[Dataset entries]

────────────────

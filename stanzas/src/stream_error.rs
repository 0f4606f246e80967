// This Source Code Form is subject to the terms of the Mozilla Public
// License, v. 2.0. If a copy of the MPL was not distributed with this
// file, You can obtain one at http://mozilla.org/MPL/2.0/.

//! Stream-level errors (RFC 6120 §4.9).
//!
//! A stream error is unrecoverable: the entity that detects it sends
//! `<stream:error/>` followed by the closing stream tag.

use crate::ns;
use crate::util::error::Error;
use crate::Element;
use std::collections::BTreeMap;
use std::convert::TryFrom;

generate_element_enum!(
    /// List of the defined stream error conditions.
    DefinedCondition, "condition", XMPP_STREAMS, {
        /// The entity has sent XML that cannot be processed.
        BadFormat => "bad-format",

        /// The entity has sent a namespace prefix that is unsupported.
        BadNamespacePrefix => "bad-namespace-prefix",

        /// The server either (1) is closing the existing stream for this
        /// entity because a new stream has been initiated, or (2) is refusing
        /// a new stream for this entity.
        Conflict => "conflict",

        /// One party is closing the stream because it has reason to believe
        /// that the other party has permanently lost the ability to
        /// communicate over the stream.
        ConnectionTimeout => "connection-timeout",

        /// The value of the 'to' attribute provided in the initial stream
        /// header corresponds to an FQDN that is no longer serviced by the
        /// receiving entity.
        HostGone => "host-gone",

        /// The value of the 'to' attribute provided in the initial stream
        /// header does not correspond to an FQDN that is serviced by the
        /// receiving entity.
        HostUnknown => "host-unknown",

        /// A stanza sent between two servers lacks a 'to' or 'from'
        /// attribute, or the attribute has no value.
        ImproperAddressing => "improper-addressing",

        /// The server has experienced a misconfiguration or other internal
        /// error that prevents it from servicing the stream.
        InternalServerError => "internal-server-error",

        /// The data provided in a 'from' attribute does not match an
        /// authorized JID negotiated between the two entities.
        InvalidFrom => "invalid-from",

        /// The stream namespace name is something other than the allowed
        /// values.
        InvalidNamespace => "invalid-namespace",

        /// The entity has sent invalid XML over the stream to a server that
        /// performs validation.
        InvalidXml => "invalid-xml",

        /// The entity has attempted to send XML stanzas or other outbound
        /// data before the stream has been authenticated.
        NotAuthorized => "not-authorized",

        /// The initiating entity has sent XML that violates the
        /// well-formedness rules.
        NotWellFormed => "not-well-formed",

        /// The entity has violated some local service policy.
        PolicyViolation => "policy-violation",

        /// The server is unable to properly connect to a remote entity that
        /// is needed for authentication or authorization.
        RemoteConnectionFailed => "remote-connection-failed",

        /// The server is closing the stream because it has new (typically
        /// security-critical) features to offer.
        Reset => "reset",

        /// The server lacks the system resources necessary to service the
        /// stream.
        ResourceConstraint => "resource-constraint",

        /// The entity has attempted to send restricted XML features.
        RestrictedXml => "restricted-xml",

        /// The server will not provide service to the initiating entity but
        /// is redirecting traffic to another host.
        SeeOtherHost => "see-other-host",

        /// The server is being shut down and all active streams are being
        /// closed.
        SystemShutdown => "system-shutdown",

        /// The error condition is not one of those defined by the other
        /// conditions in this list.
        UndefinedCondition => "undefined-condition",

        /// The initiating entity has encoded the stream in an encoding that
        /// is not supported by the server.
        UnsupportedEncoding => "unsupported-encoding",

        /// The receiving entity has advertised a mandatory-to-negotiate
        /// stream feature that the initiating entity does not support.
        UnsupportedFeature => "unsupported-feature",

        /// The initiating entity has sent a first-level child of the stream
        /// that is not supported.
        UnsupportedStanzaType => "unsupported-stanza-type",

        /// The 'version' attribute provided by the initiating entity
        /// specifies a version of XMPP that is not supported.
        UnsupportedVersion => "unsupported-version",
    }
);

type Lang = String;

/// The representation of a `<stream:error/>`.
#[derive(Debug, Clone, PartialEq)]
pub struct StreamError {
    /// One of the defined conditions for this error.
    pub defined_condition: DefinedCondition,

    /// Human-readable description of this error.
    pub texts: BTreeMap<Lang, String>,
}

impl StreamError {
    /// Creates a stream error out of a condition.
    pub fn new(defined_condition: DefinedCondition) -> StreamError {
        StreamError {
            defined_condition,
            texts: BTreeMap::new(),
        }
    }
}

impl From<DefinedCondition> for StreamError {
    fn from(defined_condition: DefinedCondition) -> StreamError {
        StreamError::new(defined_condition)
    }
}

impl TryFrom<Element> for StreamError {
    type Error = Error;

    fn try_from(root: Element) -> Result<StreamError, Error> {
        check_self!(root, "error", STREAM);
        check_no_attributes!(root, "error");
        let mut defined_condition = None;
        let mut texts = BTreeMap::new();
        for child in root.children() {
            if child.is("text", ns::XMPP_STREAMS) {
                check_no_children!(child, "text");
                check_no_unknown_attributes!(child, "text", ["xml:lang"]);
                let lang = get_attr!(child, "xml:lang", Default);
                if texts.insert(lang, child.text()).is_some() {
                    return Err(Error::ParseError(
                        "Text element present twice for the same xml:lang.",
                    ));
                }
            } else if child.has_ns(ns::XMPP_STREAMS) {
                if defined_condition.is_some() {
                    return Err(Error::ParseError(
                        "Stream error must not have more than one defined-condition.",
                    ));
                }
                defined_condition = Some(DefinedCondition::try_from(child.clone())?);
            }
            // Other children carry application-specific conditions; they are
            // ignored here.
        }
        Ok(StreamError {
            defined_condition: defined_condition.ok_or(Error::ParseError(
                "Stream error must have a defined-condition.",
            ))?,
            texts,
        })
    }
}

impl From<StreamError> for Element {
    fn from(err: StreamError) -> Element {
        Element::builder("error", ns::STREAM)
            .append(err.defined_condition)
            .append_all(err.texts.into_iter().map(|(lang, text)| {
                Element::builder("text", ns::XMPP_STREAMS)
                    .attr("xml:lang", lang)
                    .append(text)
            }))
            .build()
    }
}

#[cfg(test)]
mod tests {
    use super::*;

    #[test]
    fn test_conditions_round_trip() {
        for name in [
            "bad-format",
            "connection-timeout",
            "invalid-xml",
            "see-other-host",
            "unsupported-version",
        ] {
            let elem: Element = format!(
                "<{} xmlns='urn:ietf:params:xml:ns:xmpp-streams'/>",
                name
            )
            .parse()
            .unwrap();
            let condition = DefinedCondition::try_from(elem.clone()).unwrap();
            let elem2: Element = condition.into();
            assert_eq!(elem, elem2);
        }
    }

    #[test]
    fn test_parse_error() {
        let elem: Element = "<error xmlns='http://etherx.jabber.org/streams'><not-well-formed xmlns='urn:ietf:params:xml:ns:xmpp-streams'/></error>".parse().unwrap();
        let error = StreamError::try_from(elem).unwrap();
        assert_eq!(error.defined_condition, DefinedCondition::NotWellFormed);
    }
}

────────────────

Task directions: For each line in the data above that contains the string "format", extract the line.

Answer to the problem:
        BadFormat => "bad-format",
            "bad-format",
            let elem: Element = format!(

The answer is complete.